How will Bitcoin halving impact Bitcoin Price and Crypto Markets?

Bitcoin halving was on the 11th of May 2020. What are the impacts of this halving on the Bitcoin price and Crypto markets? The first comments are always that Bitcoin halving means less new supply for the Bitcoin. This would then automatically translate into a higher price of the Bitcoin. 

Following key questions are analyzed in this article:

  • How will Bitcoin halving impact the Bitcoin price?
  • What will be the impact on the crypto markets?
  • Are there some factors in the current economic environment, which influence the Bitcoin Price?

This topic is analyzed in the following way:

  • First, you can watch the webinar presentation
  • After that, the analysis of the Bitcoin halving and the impact of the Bitcoin halving the crypto markets will follow

Recording of the Webinar

What is Bitcoin halving?

Bitcoins are created by the miners, who receive them as rewards for maintaining the network. The only way to create the Bitcoins is via the mining, there is no other way to create the Bitcoins. Bitcoins are created every 10 minutes (that’s called a block) and assigned to one of the miners. After the last halving on the 11th of May, it’s 6.25 Bitcoins per block.

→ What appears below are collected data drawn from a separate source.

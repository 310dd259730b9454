// File: crates/chart-render-skia/src/lib.rs
// Summary: Skia CPU raster backend; draws render plans to PNG bytes or RGBA8 buffers.

pub mod text;

use anyhow::Result;
use skia_safe as skia;

use chart_core::axis::{Axis, AxisOrient, TICK_SIZE};
use chart_core::{Color, Panel, RenderPlan, Renderer};

pub use text::{Anchor, TextShaper};

/// Raster-only settings; layout comes from the plan.
#[derive(Clone, Copy, Debug)]
pub struct RasterOptions {
    /// Device pixel ratio applied to the whole canvas.
    pub dpr: f32,
    /// Skip text to keep pixel output independent of installed fonts.
    pub draw_labels: bool,
    /// Series label size in CSS pixels.
    pub label_font_size: f32,
}

impl Default for RasterOptions {
    fn default() -> Self {
        Self { dpr: 1.0, draw_labels: true, label_font_size: 16.0 }
    }
}

/// RGBA8 pixels with their dimensions and row stride in bytes.
pub type RgbaFrame = (Vec<u8>, u32, u32, usize);

pub struct SkiaRenderer {
    pub options: RasterOptions,
    shaper: Option<TextShaper>,
}

impl Default for SkiaRenderer {
    fn default() -> Self { Self::new(RasterOptions::default()) }
}

impl SkiaRenderer {
    pub fn new(options: RasterOptions) -> Self {
        let shaper = options.draw_labels.then(TextShaper::new);
        Self { options, shaper }
    }

    fn canvas_size(&self, plan: &RenderPlan) -> (i32, i32) {
        let (w, h) = plan.total_size();
        let dpr = f64::from(self.options.dpr.max(0.1));
        (((w * dpr).ceil() as i32).max(1), ((h * dpr).ceil() as i32).max(1))
    }

    fn draw_surface(&self, plan: &RenderPlan) -> Result<skia::Surface> {
        let size = self.canvas_size(plan);
        let mut surface = skia::surfaces::raster_n32_premul(size)
            .ok_or_else(|| anyhow::anyhow!("failed to create {}x{} raster surface", size.0, size.1))?;
        let canvas = surface.canvas();
        canvas.clear(to_skia(plan.theme.background));
        canvas.save();
        canvas.scale((self.options.dpr, self.options.dpr));
        for panel in &plan.panels {
            self.draw_panel(canvas, plan, panel);
        }
        canvas.restore();
        Ok(surface)
    }

    /// Render the plan and encode it as PNG.
    pub fn render_to_png_bytes(&self, plan: &RenderPlan) -> Result<Vec<u8>> {
        let mut surface = self.draw_surface(plan)?;
        let image = surface.image_snapshot();
        #[allow(deprecated)]
        let data = image
            .encode_to_data(skia::EncodedImageFormat::PNG)
            .ok_or_else(|| anyhow::anyhow!("encode PNG failed"))?;
        Ok(data.as_bytes().to_vec())
    }

    /// Render the plan to a PNG file, creating parent directories as needed.
    pub fn render_to_png(&self, plan: &RenderPlan, output_png_path: impl AsRef<std::path::Path>) -> Result<()> {
        let bytes = self.render_to_png_bytes(plan)?;
        if let Some(parent) = output_png_path.as_ref().parent() {
            std::fs::create_dir_all(parent)?;
        }
        std::fs::write(output_png_path, bytes)?;
        Ok(())
    }

    /// Render the plan into an unpremultiplied RGBA8 buffer.
    pub fn render_to_rgba8(&self, plan: &RenderPlan) -> Result<RgbaFrame> {
        let mut surface = self.draw_surface(plan)?;
        let (w, h) = (surface.width(), surface.height());
        let info = skia::ImageInfo::new((w, h), skia::ColorType::RGBA8888, skia::AlphaType::Unpremul, None);
        let stride = w as usize * 4;
        let mut pixels = vec![0u8; stride * h as usize];
        if !surface.read_pixels(&info, &mut pixels, stride, (0, 0)) {
            anyhow::bail!("reading back {w}x{h} pixels failed");
        }
        Ok((pixels, w as u32, h as u32, stride))
    }

    fn draw_panel(&self, canvas: &skia::Canvas, plan: &RenderPlan, panel: &Panel) {
        canvas.save();
        canvas.translate((
            (panel.frame.left + f64::from(plan.insets.left)) as f32,
            (panel.frame.top + f64::from(plan.insets.top)) as f32,
        ));

        self.draw_axis(canvas, plan, &panel.x_axis);
        self.draw_axis(canvas, plan, &panel.y_axis);

        if let Some((first, rest)) = panel.line.points.split_first() {
            let mut path = skia::Path::new();
            path.move_to((first.x as f32, first.y as f32));
            for p in rest {
                path.line_to((p.x as f32, p.y as f32));
            }
            if rest.is_empty() {
                path.close();
            }
            let mut stroke = skia::Paint::default();
            stroke.set_anti_alias(true);
            stroke.set_style(skia::paint::Style::Stroke);
            stroke.set_stroke_width(panel.line.stroke_width as f32);
            stroke.set_stroke_join(skia::paint::Join::Round);
            stroke.set_stroke_cap(skia::paint::Cap::Round);
            stroke.set_color(to_skia(panel.line.stroke));
            canvas.draw_path(&path, &stroke);
        }

        if let Some(shaper) = &self.shaper {
            shaper.draw_anchored(
                canvas,
                &panel.label.text,
                (panel.label.x as f32, panel.label.y as f32),
                Anchor::Start,
                self.options.label_font_size,
                to_skia(panel.label.color),
                plan.theme.font_family,
            );
        }
        canvas.restore();
    }

    fn draw_axis(&self, canvas: &skia::Canvas, plan: &RenderPlan, axis: &Axis) {
        let color = to_skia(plan.theme.axis);
        let mut paint = skia::Paint::default();
        paint.set_color(color);
        paint.set_anti_alias(false);
        paint.set_stroke_width(1.0);
        paint.set_style(skia::paint::Style::Stroke);

        canvas.save();
        canvas.translate((axis.origin.0 as f32, axis.origin.1 as f32));

        let k = axis.direction() as f32;
        let outer = k * TICK_SIZE as f32;
        let (r0, r1) = (axis.range.0 as f32 + 0.5, axis.range.1 as f32 + 0.5);
        let mut domain = skia::Path::new();
        match axis.orient {
            AxisOrient::Bottom => {
                domain.move_to((r0, outer));
                domain.line_to((r0, 0.5));
                domain.line_to((r1, 0.5));
                domain.line_to((r1, outer));
            }
            AxisOrient::Left => {
                domain.move_to((outer, r0));
                domain.line_to((0.5, r0));
                domain.line_to((0.5, r1));
                domain.line_to((outer, r1));
            }
        }
        canvas.draw_path(&domain, &paint);

        let size = plan.theme.font_size;
        let dist = axis.label_distance() as f32;
        for tick in &axis.ticks {
            let pos = tick.offset as f32 + 0.5;
            match axis.orient {
                AxisOrient::Bottom => {
                    canvas.draw_line((pos, 0.0), (pos, outer), &paint);
                    if let Some(shaper) = &self.shaper {
                        shaper.draw_anchored(canvas, &tick.label, (pos, dist + size * 0.71), Anchor::Middle, size, color, plan.theme.font_family);
                    }
                }
                AxisOrient::Left => {
                    canvas.draw_line((0.0, pos), (outer, pos), &paint);
                    if let Some(shaper) = &self.shaper {
                        shaper.draw_anchored(canvas, &tick.label, (dist, pos + size * 0.32), Anchor::End, size, color, plan.theme.font_family);
                    }
                }
            }
        }
        canvas.restore();
    }
}

impl Renderer for SkiaRenderer {
    type Output = Vec<u8>;
    type Error = anyhow::Error;

    fn render(&mut self, plan: &RenderPlan) -> Result<Vec<u8>> {
        self.render_to_png_bytes(plan)
    }
}

pub fn to_skia(c: Color) -> skia::Color {
    skia::Color::from_argb(c.a, c.r, c.g, c.b)
}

The Bitcoin creation rate was:

  • initially 50 Bitcoin’s per block
  • Then it was 25 Bitcoin’s per block
  • After that, it was reduced to 12.5 Bitcoin’s per block
  • And now it’s 6.25 Bitcoin per block

The Bitcoin price and the Bitcoin halving’s are described on the following chart:

Bitcoin halving
Bitcoin halving

Bitcoin halving occurs every 210’000 blocks. The following chart describes the total number of Bitcoins and monetary inflation, which is defined as the number of Bitcoins created divided per year divided by the total number of Bitcoins in existence. The last Bitcoin halving on the 11th of May 2020 was not the last one – there will be many more to follow. The result of this upcoming halvings is declining Bitcoin’s monetary inflation, which means declining additional supply of the Bitcoins.

Bitcoin halvings and the total number of Bitcoins

Declining supply means the increasing price of the asset – when the demand is constant, but the additional supply shrink, then this leads to the price increase. However, the demand is not constant, the demand is growing – we look for the respective reasons later in this article.

How does Bitcoin halving impact the Bitcoin price?

The best model to describe the Bitcoin price dependency from the halving is the stock to flow model developed by the twitter user @100trillionUSD. The model is based on the observation that the total Bitcoin market capitalization has a very strong correlation between the Bitcoin’s stock to flow ratio.

Stock to flow indicates is the ratio of the yearly production of the asset to the total amount of the asset. For example, golf has stock to flow ratio of 62. This means one needs 62 years to mine the same amount of gold, as it exists today. Silver has stock to flow ratio of 22 – it would take 22 years to produce the same amount of silver, as it exists today. The intuitive correlation is that the higher the stock to flow ratio of an asset, the higher the price of the asset.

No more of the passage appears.